A Waterfront Master Plan is in the works for Fish Creek with the goal of redeveloping public water access areas. The plan will focus on the town docks, boat launches and the public beach with a long-term design to be developed over the next year.

Although separate from the planned highway resurfacing slated for the winter of 2016-17, the projects will look at overlapping issues such as parking, public facilities and trail connections. Throughout the project, focus will be on improving the use of the waterfront without changing the aesthetic of the area.

A new idea floated by the Harbor Commission would link the Fish Creek Beach with marina facilities in the center of the village. Photo by Dan Eggert.

A new idea floated by the Harbor Commission would link the Fish Creek Beach with marina facilities in the center of the village. Photo by Dan Eggert.

“I think that we are all very cognizant that the Fish Creek harbor is really a draw and I certainly don’t want to see it get expanded to the point where nobody wants to be there anymore,” said David Harris, chair of the Harbor Commission.

A 10-person Steering Committee will lead the discussion on the project that will take place during the next year. The process includes public input at workshops in the fall and spring as well as a survey of residents and business owners. The committee is comprised of members from the Gibraltar Town Board and Harbor Commission.

To begin the process, the Town of Gibraltar hired Short Elliott Hendrickson Inc. (SEH), an engineering group based in Minnesota, to consult on the new design. SEH is working on the highway resurfacing project in Fish Creek and Harris saw that as an opportunity for them to look at the harbor as well.

The firm delivered a map to the committee earlier this month highlighting problem areas and pitching ideas for improvements. The map included ideas on what to do with the east boat launch near the town dock’s main office. Parking and congestion at the launch is a recurring conversation for Harris and the Harbor Commission.

“The east boat ramp is just terrible. It’s a dead end,” said Harris. “You end up with trailers in there and they can’t turn around and it’s just a mess. One of the ideas was abandoning that ramp so we don’t have those congestion issues and perhaps expanding the west ramp.”

The map submitted by SEH also includes a big orange arrow pointing between Fish Creek beach and the town dock, indicating the town’s desire to link these two public assets. While a boardwalk connecting the two areas may be far in the future, it is still in the minds of the developers.

The town took a small step toward this goal in purchasing a gravel parking lot near the east boat launch. Moving forward, the town would need to begin talks with the six private lots that line the water between the dock and the beach.

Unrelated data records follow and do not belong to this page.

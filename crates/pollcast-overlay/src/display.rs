//! Tally indicators rendered into the page.
//!
//! Every answer entry gets one indicator span:
//!
//! ```text
//! Basic:     <span class="pollcast-count"> ~ 7</span>
//! Extended:  <span class="pollcast-count">
//!              <span class="pollcast-total"> ~ 7 </span>
//!              <span class="pollcast-upvote">▲ 3</span>
//!              <span class="pollcast-downvote">▼ 1</span>
//!            </span>
//! ```
//!
//! Nodes are created once and only their text changes afterwards, so the
//! affordance node ids the host sees in click events stay valid.

use std::collections::HashMap;
use std::sync::atomic::{AtomicBool, Ordering};
use std::sync::{Arc, Mutex, MutexGuard};

use futures::stream::{self, StreamExt};
use pollcast_page::{Document, NodeId};
use pollcast_protocol::{ProtocolVariant, Tally, VoteKind};
use tracing::{debug, info};

use crate::error::Result;
use crate::index::DomIndex;

pub const INDICATOR_CLASS: &str = "pollcast-count";
pub const TOTAL_CLASS: &str = "pollcast-total";
pub const UPVOTE_CLASS: &str = "pollcast-upvote";
pub const DOWNVOTE_CLASS: &str = "pollcast-downvote";

/// Indicator text before the first tally arrives.
pub const PENDING_TEXT: &str = " ~ ..";

#[derive(Debug, Clone, Copy)]
struct Indicator {
    span: NodeId,
    total: NodeId,
    upvote: Option<NodeId>,
    downvote: Option<NodeId>,
}

/// An up/down affordance click target.
#[derive(Debug, Clone, Copy, PartialEq, Eq)]
pub struct Affordance {
    pub answer: NodeId,
    pub kind: VoteKind,
}

/// Renders tallies next to answers and tracks the indicators it created.
pub struct ReactiveDisplay {
    index: Arc<DomIndex>,
    variant: ProtocolVariant,
    indicators: Mutex<HashMap<NodeId, Indicator>>,
    affordances: Mutex<HashMap<NodeId, Affordance>>,
    hidden: AtomicBool,
}

fn lock<T>(m: &Mutex<T>) -> MutexGuard<'_, T> {
    m.lock().unwrap_or_else(|e| e.into_inner())
}

impl ReactiveDisplay {
    pub fn new(index: Arc<DomIndex>, variant: ProtocolVariant) -> Self {
        Self {
            index,
            variant,
            indicators: Mutex::new(HashMap::new()),
            affordances: Mutex::new(HashMap::new()),
            hidden: AtomicBool::new(false),
        }
    }

    /// Create the indicator of an answer entry, or return the existing one.
    pub fn ensure_indicator(&self, doc: &mut Document, answer: NodeId) -> Result<NodeId> {
        if let Some(existing) = lock(&self.indicators).get(&answer) {
            return Ok(existing.span);
        }
        if let Some(span) = doc
            .element_children(answer)
            .into_iter()
            .find(|c| doc.has_class(*c, INDICATOR_CLASS))
        {
            let indicator = self.adopt(doc, span);
            self.register(answer, indicator);
            return Ok(span);
        }

        let span = doc.append_element(answer, "span")?;
        doc.add_class(span, INDICATOR_CLASS)?;
        let indicator = if self.variant.has_affordances() {
            let total = doc.append_element(span, "span")?;
            doc.add_class(total, TOTAL_CLASS)?;
            doc.append_text(total, PENDING_TEXT)?;
            let upvote = doc.append_element(span, "span")?;
            doc.add_class(upvote, UPVOTE_CLASS)?;
            doc.append_text(upvote, "▲")?;
            let downvote = doc.append_element(span, "span")?;
            doc.add_class(downvote, DOWNVOTE_CLASS)?;
            doc.append_text(downvote, "▼")?;
            Indicator {
                span,
                total,
                upvote: Some(upvote),
                downvote: Some(downvote),
            }
        } else {
            doc.append_text(span, PENDING_TEXT)?;
            Indicator {
                span,
                total: span,
                upvote: None,
                downvote: None,
            }
        };
        if self.hidden.load(Ordering::SeqCst) {
            doc.set_hidden(span, true)?;
        }
        self.register(answer, indicator);
        Ok(span)
    }

    fn adopt(&self, doc: &Document, span: NodeId) -> Indicator {
        let child = |class: &str| doc.elements_by_class(span, class).into_iter().next();
        Indicator {
            span,
            total: child(TOTAL_CLASS).unwrap_or(span),
            upvote: child(UPVOTE_CLASS),
            downvote: child(DOWNVOTE_CLASS),
        }
    }

    fn register(&self, answer: NodeId, indicator: Indicator) {
        let mut affordances = lock(&self.affordances);
        if let Some(up) = indicator.upvote {
            affordances.insert(up, Affordance { answer, kind: VoteKind::Upvote });
        }
        if let Some(down) = indicator.downvote {
            affordances.insert(down, Affordance { answer, kind: VoteKind::Downvote });
        }
        lock(&self.indicators).insert(answer, indicator);
    }

    /// The indicator span of an answer, if one was created.
    pub fn indicator_of(&self, answer: NodeId) -> Option<NodeId> {
        lock(&self.indicators).get(&answer).map(|i| i.span)
    }

    /// Answers that have an indicator.
    pub fn answers(&self) -> Vec<NodeId> {
        lock(&self.indicators).keys().copied().collect()
    }

    /// Write a tally into an answer's indicator.
    pub fn render(&self, doc: &mut Document, answer: NodeId, tally: Tally) -> Result<()> {
        let Some(indicator) = lock(&self.indicators).get(&answer).copied() else {
            debug!("No indicator for answer {}", answer);
            return Ok(());
        };
        if let (Some(up), Some(down)) = (indicator.upvote, indicator.downvote) {
            doc.set_text(indicator.total, &format!(" ~ {} ", tally.total))?;
            doc.set_text(up, &format!("▲ {}", tally.upvotes))?;
            doc.set_text(down, &format!("▼ {}", tally.downvotes))?;
        } else {
            doc.set_text(indicator.total, &format!(" ~ {}", tally.total))?;
        }
        Ok(())
    }

    /// Render the counter's current value.
    pub fn render_current(&self, doc: &mut Document, answer: NodeId) -> Result<()> {
        self.render(doc, answer, self.index.tally(answer))
    }

    /// Show or hide every indicator. Each indicator's state is flipped, so
    /// two calls restore the page exactly.
    pub fn toggle_visibility(&self, doc: &mut Document) -> Result<()> {
        let hidden = !self.hidden.fetch_xor(true, Ordering::SeqCst);
        let spans: Vec<NodeId> = lock(&self.indicators).values().map(|i| i.span).collect();
        for span in spans {
            let now_hidden = doc.is_hidden(span);
            doc.set_hidden(span, !now_hidden)?;
        }
        info!("Indicators {}", if hidden { "hidden" } else { "shown" });
        Ok(())
    }

    /// Whether indicators are currently toggled off.
    pub fn is_hidden(&self) -> bool {
        self.hidden.load(Ordering::SeqCst)
    }

    /// Map a clicked node to the affordance it belongs to.
    pub fn affordance_at(&self, doc: &Document, node: NodeId) -> Option<Affordance> {
        let affordances = lock(&self.affordances);
        [UPVOTE_CLASS, DOWNVOTE_CLASS]
            .into_iter()
            .filter_map(|class| doc.closest_with_class(node, class))
            .find_map(|target| affordances.get(&target).copied())
    }

    /// Re-render indicators whenever their counters change.
    ///
    /// Subscribes to the answers that have an indicator when called; runs
    /// until every counter is dropped.
    pub async fn run(self: Arc<Self>) {
        let answers = self.answers();
        let receivers: Vec<_> = answers
            .iter()
            .map(|answer| (*answer, self.index.subscribe(*answer)))
            .collect();

        // Catch up on values written before the subscriptions existed.
        {
            let mut doc = self.index.document().write().await;
            for answer in &answers {
                let tally = self.index.tally(*answer);
                if tally != Tally::default() {
                    if let Err(e) = self.render(&mut doc, *answer, tally) {
                        debug!("Render of {} failed: {}", answer, e);
                    }
                }
            }
        }

        let mut changes = stream::select_all(receivers.into_iter().map(|(answer, rx)| {
            stream::unfold(rx, move |mut rx| async move {
                rx.changed().await.ok()?;
                let tally = *rx.borrow_and_update();
                Some(((answer, tally), rx))
            })
            .boxed()
        }));

        debug!("Watching {} tally counters", answers.len());
        while let Some((answer, tally)) = changes.next().await {
            let mut doc = self.index.document().write().await;
            if let Err(e) = self.render(&mut doc, answer, tally) {
                debug!("Render of {} failed: {}", answer, e);
            }
        }
    }
}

Despite the price tag that will accompany the upcoming changes, Harris stated there is no intention to sacrifice the aesthetic of the harbor for increased revenue at the dock.

“It has nothing to do with making money. It has to do with the best use of the harbor,” said Harris. “I wouldn’t support anything that did change the aesthetic and feel of the harbor.”

There will be a public workshop on Oct. 19 and 20 that will include a walking tour of the waterfront area, design sketches for public review and a community input session.